Si eres un noctámbulo, deja de encender la vela en ambos extremos. Tu reloj biológico te está matando. Las investigaciones muestran que las personas que se quedan despiertas hasta tarde y se levantan de la cama por la mañana mueren un 10 por ciento antes que las alondras matutinas. Esto no es un juicio sobre su estilo de vida. Es una realidad biológica.
Un estudio publicado el 11 de abril de 2018 en Chronobiology International revela el alcance del problema. Investigadores de la Universidad Northwestern y la Universidad de Surrey rastrearon a más de 433.000 participantes. Tenían edades comprendidas entre 38 y 73 años. Los siguieron durante 6,5 años. El resultado fue crudo. Cincuenta mil noctámbulos murieron a un ritmo mayor que sus homólogos madrugadores. Esto se mantuvo incluso después de ajustar por problemas de salud. Diabetes. Condiciones respiratorias. Trastornos neurológicos y gastrointestinales. La brecha permaneció.
El estudio no identificó una sola causa. No demostró que quedarse despierto hasta tarde cause directamente insuficiencia cardíaca. En cambio, mostró una correlación. Los comportamientos más comunes en los noctámbulos probablemente impulsen el riesgo. Estos incluyen beber. De fumar. Uso de drogas. Malas dietas. Los datos sugieren que las personas nocturnas participan en actividades más dañinas. También luchan con la calidad del sueño.
Cómo el cronotipo afecta la longevidad
Tu cronotipo es tu reloj interior. Determina cuándo te sientes despierto y cuándo te sientes cansado. La genética juega un papel. Los factores ambientales influyen. Cada uno representa aproximadamente el 50 por ciento de su predisposición. Cuando su reloj interno no está alineado con su vida diaria, el precio es severo.

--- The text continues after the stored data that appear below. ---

//! Exclusive advisory lock held for the duration of a run.

use std::fs::{self, File};
use std::path::{Path, PathBuf};

use berth_core::PlanError;
use fs2::FileExt;

/// Held lock on a lock file; released on drop.
#[derive(Debug)]
pub struct RunLock {
    file: File,
    path: PathBuf,
}

impl RunLock {
    /// Take the lock without blocking. Creates the lock file's directory if missing.
    pub fn acquire(path: impl Into<PathBuf>) -> Result<Self, PlanError> {
        let path = path.into();
        let lock_err = |source| PlanError::Lock {
            path: path.clone(),
            source,
        };

        if let Some(parent) = path.parent() {
            if !parent.as_os_str().is_empty() {
                fs::create_dir_all(parent).map_err(lock_err)?;
            }
        }
        let file = File::options()
            .create(true)
            .truncate(false)
            .write(true)
            .open(&path)
            .map_err(lock_err)?;

        if let Err(e) = file.try_lock_exclusive() {
            if e.kind() == fs2::lock_contended_error().kind() {
                return Err(PlanError::Locked { path: path.clone() });
            }
            return Err(lock_err(e));
        }
        tracing::debug!(path = %path.display(), "run lock acquired");
        Ok(Self { file, path })
    }

    pub fn path(&self) -> &Path {
        &self.path
    }
}

impl Drop for RunLock {
    fn drop(&mut self) {
        let _ = self.file.unlock();
    }
}

#[cfg(test)]
mod tests {
    use super::*;

    #[test]
    fn test_second_acquire_is_locked() {
        let dir = tempfile::tempdir().unwrap();
        let path = dir.path().join(".berth.lock");

        let first = RunLock::acquire(&path).unwrap();
        let err = RunLock::acquire(&path).unwrap_err();
        assert!(matches!(err, PlanError::Locked { .. }), "got {err:?}");

        drop(first);
        RunLock::acquire(&path).expect("lock should be free after drop");
    }

    #[test]
    fn test_acquire_creates_missing_directory() {
        let dir = tempfile::tempdir().unwrap();
        let path = dir.path().join("opt/sirbot/.berth.lock");
        let lock = RunLock::acquire(&path).unwrap();
        assert!(lock.path().exists());
    }
}
//! End-to-end executor behavior against a scratch config root.

use std::fs;
use std::path::Path;
use std::sync::Arc;

use berth_core::{Plan, PlanError, StepStatus};
use berth_runner::fakes::RecordingServiceController;
use berth_runner::{Executor, Interrupt, Notifier, RunConfig, RunLock, StepError};

const ENV_TEMPLATE: &str = "\
SLACK_TOKEN={{ slack_token }}
{% if traefik_enabled %}
TRAEFIK_HOST={{ target_host }}
{% endif %}
";

const PLAN: &str = r#"
[settings]
config_root = "out"

[vars]
traefik_enabled = "true"

[[steps]]
name = "config directory"
kind = "ensure_dir"
path = "."
mode = "0750"

[[steps]]
name = "environment file"
kind = "render_template"
source = "env.tmpl"
dest = ".env"

[[steps]]
name = "acme state"
kind = "copy_content_if_absent"
content = "{}"
dest = "acme.json"
when = "traefik_enabled"

[[steps]]
name = "compose file"
kind = "copy_file"
source = "docker-compose.yml"
dest = "docker-compose.yml"
mode = "0644"

[[steps]]
name = "restart bot"
kind = "restart_service"
service = "sirbot"
source = "."
pull = true

[[steps]]
name = "settle"
kind = "wait_for"
delay_secs = 0
"#;

fn scaffold(dir: &Path) {
    fs::write(dir.join("env.tmpl"), ENV_TEMPLATE).unwrap();
    fs::write(dir.join("docker-compose.yml"), "services:\n  bot: {}\n").unwrap();
}

fn config(plan: &Plan) -> RunConfig {
    RunConfig::new(plan.vars().clone().with("slack_token", "xoxb-1"))
        .with_target_host("bot.example.org")
        .with_deploy_version("abc123")
}

fn executor(services: Arc<RecordingServiceController>) -> Executor {
    Executor::new(services, Notifier::new().unwrap())
}

fn snapshot(root: &Path) -> Vec<(String, Vec<u8>)> {
    let mut files: Vec<(String, Vec<u8>)> = fs::read_dir(root)
        .unwrap()
        .map(|e| e.unwrap())
        .filter(|e| e.file_type().unwrap().is_file())
        .map(|e| {
            (
                e.file_name().to_string_lossy().into_owned(),
                fs::read(e.path()).unwrap(),
            )
        })
        .collect();
    files.sort();
    files
}

#[tokio::test]
async fn second_run_converges_without_changes() {
    let dir = tempfile::tempdir().unwrap();
    scaffold(dir.path());
    let plan = Plan::from_toml_str(PLAN, dir.path()).unwrap();
    let services = Arc::new(RecordingServiceController::new());
    let exec = executor(services.clone());

    let first = exec.run(&plan, &config(&plan)).await.unwrap();
    assert!(first.success(), "first run failed: {:?}", first.failed_step());
    assert_eq!(first.count(StepStatus::Applied), 6);
    let after_first = snapshot(plan.config_root());

    let second = exec.run(&plan, &config(&plan)).await.unwrap();
    assert!(second.success());
    assert_eq!(snapshot(plan.config_root()), after_first, "filesystem state must be identical");

    let statuses: Vec<StepStatus> = second.steps().iter().map(|s| s.status).collect();
    assert_eq!(
        statuses,
        vec![
            StepStatus::Applied,
            StepStatus::Applied,
            StepStatus::Skipped,
            StepStatus::Applied,
            StepStatus::Applied,
            StepStatus::Applied,
        ]
    );
    for name in ["config directory", "environment file", "compose file"] {
        let record = second.steps().iter().find(|s| s.name == name).unwrap();
        assert!(!record.changed, "{name} should be unchanged on the second run");
    }
    assert_eq!(services.call_count(), 2, "restart runs on every invocation");
    assert!(services.calls()[0].pull);
    assert_eq!(services.calls()[0].source, plan.config_root().join("."));
}

#[tokio::test]
async fn rendered_env_file_content_and_mode() {
    let dir = tempfile::tempdir().unwrap();
    scaffold(dir.path());
    let plan = Plan::from_toml_str(PLAN, dir.path()).unwrap();
    let result = executor(Arc::new(RecordingServiceController::new()))
        .run(&plan, &config(&plan))
        .await
        .unwrap();
    assert!(result.success());

    let env_path = plan.config_root().join(".env");
    assert_eq!(
        fs::read_to_string(&env_path).unwrap(),
        "SLACK_TOKEN=xoxb-1\nTRAEFIK_HOST=bot.example.org\n"
    );
    let record = &result.steps()[1];
    assert_eq!(
        record.content_digest.as_ref().map(|d| d.as_str().len()),
        Some(64)
    );

    #[cfg(unix)]
    {
        use std::os::unix::fs::PermissionsExt;
        let mode = fs::metadata(&env_path).unwrap().permissions().mode() & 0o7777;
        assert_eq!(mode, 0o600, "env file defaults to owner-only");
    }
}

#[tokio::test]
async fn existing_secret_file_is_preserved() {
    let dir = tempfile::tempdir().unwrap();
    scaffold(dir.path());
    let plan = Plan::from_toml_str(PLAN, dir.path()).unwrap();
    fs::create_dir_all(plan.config_root()).unwrap();
    let acme = plan.config_root().join("acme.json");
    fs::write(&acme, b"{\"issued\":true}").unwrap();
    #[cfg(unix)]
    {
        use std::os::unix::fs::PermissionsExt;
        fs::set_permissions(&acme, fs::Permissions::from_mode(0o640)).unwrap();
    }

    let result = executor(Arc::new(RecordingServiceController::new()))
        .run(&plan, &config(&plan))
        .await
        .unwrap();

    let record = result.steps().iter().find(|s| s.name == "acme state").unwrap();
    assert_eq!(record.status, StepStatus::Skipped);
    assert!(record.detail.as_deref().unwrap().contains("preserved"));
    assert_eq!(fs::read(&acme).unwrap(), b"{\"issued\":true}");
    #[cfg(unix)]
    {
        use std::os::unix::fs::PermissionsExt;
        let mode = fs::metadata(&acme).unwrap().permissions().mode() & 0o7777;
        assert_eq!(mode, 0o640, "preserved file keeps its own mode");
    }
}

#[tokio::test]
async fn failure_halts_remaining_steps() {
    let dir = tempfile::tempdir().unwrap();
    let text = r#"
[settings]
config_root = "out"

[[steps]]
name = "A"
kind = "ensure_dir"
path = "."

[[steps]]
name = "B"
kind = "restart_service"
service = "sirbot"
source = "."

[[steps]]
name = "C"
kind = "copy_content_if_absent"
content = "{}"
dest = "acme.json"
"#;
    let plan = Plan::from_toml_str(text, dir.path()).unwrap();
    let services = Arc::new(RecordingServiceController::failing("no such service: bot"));

    let result = executor(services.clone()).run(&plan, &config(&plan)).await.unwrap();

    assert_eq!(
        result.statuses(),
        vec![("A", StepStatus::Applied), ("B", StepStatus::Failed)]
    );
    assert!(!result.success());
    let failed = result.failed_step().unwrap();
    assert_eq!(failed.name, "B");
    assert!(failed.detail.as_deref().unwrap().contains("no such service"));
    assert!(!plan.config_root().join("acme.json").exists(), "C must never run");
    assert_eq!(services.call_count(), 1);
}

#[tokio::test]
async fn false_condition_skips_without_invoking_controller() {
    let dir = tempfile::tempdir().unwrap();
    let text = r#"
[settings]
config_root = "out"

[vars]
restart_enabled = "no"

[[steps]]
name = "restart bot"
kind = "restart_service"
service = "sirbot"
source = "."
when = "restart_enabled"
"#;
    let plan = Plan::from_toml_str(text, dir.path()).unwrap();
    let services = Arc::new(RecordingServiceController::new());
    let ctx = plan.layered_context(Vec::new(), &[] as &[&str]).unwrap();

    let result = executor(services.clone())
        .run(&plan, &RunConfig::new(ctx))
        .await
        .unwrap();

    assert_eq!(result.statuses(), vec![("restart bot", StepStatus::Skipped)]);
    assert_eq!(services.call_count(), 0);
}

#[tokio::test]
async fn unresolved_variable_fails_step_with_line() {
    let dir = tempfile::tempdir().unwrap();
    scaffold(dir.path());
    let plan = Plan::from_toml_str(PLAN, dir.path()).unwrap();

    // No slack_token in the context.
    let config = RunConfig::new(plan.vars().clone()).with_target_host("bot.example.org");
    let result = executor(Arc::new(RecordingServiceController::new()))
        .run(&plan, &config)
        .await
        .unwrap();

    let failed = result.failed_step().expect("render should fail");
    assert_eq!(failed.name, "environment file");
    assert_eq!(
        failed.detail.as_deref(),
        Some("line 1: unresolved variable `slack_token`")
    );
    assert!(!plan.config_root().join(".env").exists());
}

#[tokio::test]
async fn interrupt_before_first_step_records_interrupted() {
    let dir = tempfile::tempdir().unwrap();
    scaffold(dir.path());
    let plan = Plan::from_toml_str(PLAN, dir.path()).unwrap();
    let interrupt = Interrupt::new();
    interrupt.trigger();

    let result = executor(Arc::new(RecordingServiceController::new()))
        .with_interrupt(interrupt)
        .run(&plan, &config(&plan))
        .await
        .unwrap();

    assert_eq!(
        result.statuses(),
        vec![("config directory", StepStatus::Failed)]
    );
    assert_eq!(result.steps()[0].detail.as_deref(), Some("interrupted"));
}

#[tokio::test]
async fn interrupt_cancels_wait() {
    let dir = tempfile::tempdir().unwrap();
    let text = r#"
[settings]
config_root = "out"

[[steps]]
name = "settle"
kind = "wait_for"
delay_secs = 3600
"#;
    let plan = Plan::from_toml_str(text, dir.path()).unwrap();
    let interrupt = Interrupt::new();
    let trigger = interrupt.clone();
    tokio::spawn(async move {
        tokio::time::sleep(std::time::Duration::from_millis(50)).await;
        trigger.trigger();
    });

    let result = tokio::time::timeout(
        std::time::Duration::from_secs(10),
        executor(Arc::new(RecordingServiceController::new()))
            .with_interrupt(interrupt)
            .run(&plan, &RunConfig::default()),
    )
    .await
    .expect("wait should be interrupted")
    .unwrap();

    assert_eq!(result.statuses(), vec![("settle", StepStatus::Failed)]);
    assert_eq!(result.steps()[0].detail.as_deref(), Some("interrupted"));
}

#[tokio::test]
async fn concurrent_run_is_rejected() {
    let dir = tempfile::tempdir().unwrap();
    scaffold(dir.path());
    let plan = Plan::from_toml_str(PLAN, dir.path()).unwrap();
    let _held = RunLock::acquire(plan.lock_path()).unwrap();

    let err = executor(Arc::new(RecordingServiceController::new()))
        .run(&plan, &config(&plan))
        .await
        .unwrap_err();
    assert!(matches!(err, PlanError::Locked { .. }), "got {err:?}");
    assert!(!plan.config_root().join(".env").exists());
}

#[tokio::test]
async fn validate_reports_render_errors_without_writing() {
    let dir = tempfile::tempdir().unwrap();
    scaffold(dir.path());
    let plan = Plan::from_toml_str(PLAN, dir.path()).unwrap();
    let exec = executor(Arc::new(RecordingServiceController::new()));

    assert_eq!(exec.validate(&plan, &config(&plan)).unwrap(), 6);

    let err = exec
        .validate(&plan, &RunConfig::new(plan.vars().clone()))
        .unwrap_err();
    assert_eq!(err.step, "environment file");
    assert!(matches!(err.source, StepError::Template(_)));
    assert!(!plan.config_root().exists(), "validate must not touch the target");
}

Esta desalineación es especialmente dolorosa en un mundo de nueve a cinco. Malcom von Schantz, profesor de cronobiología en la Universidad de Surrey, llama a esto un problema de salud pública. Sostiene que los empleadores deberían permitir horarios flexibles para las personas nocturnas. A los trabajadores nocturnos se les debe permitir comenzar y terminar el trabajo más tarde, cuando sea práctico. Necesitamos más investigaciones sobre cómo ayudar a las personas nocturnas a afrontar el esfuerzo de sincronizar su reloj biológico con la hora del sol.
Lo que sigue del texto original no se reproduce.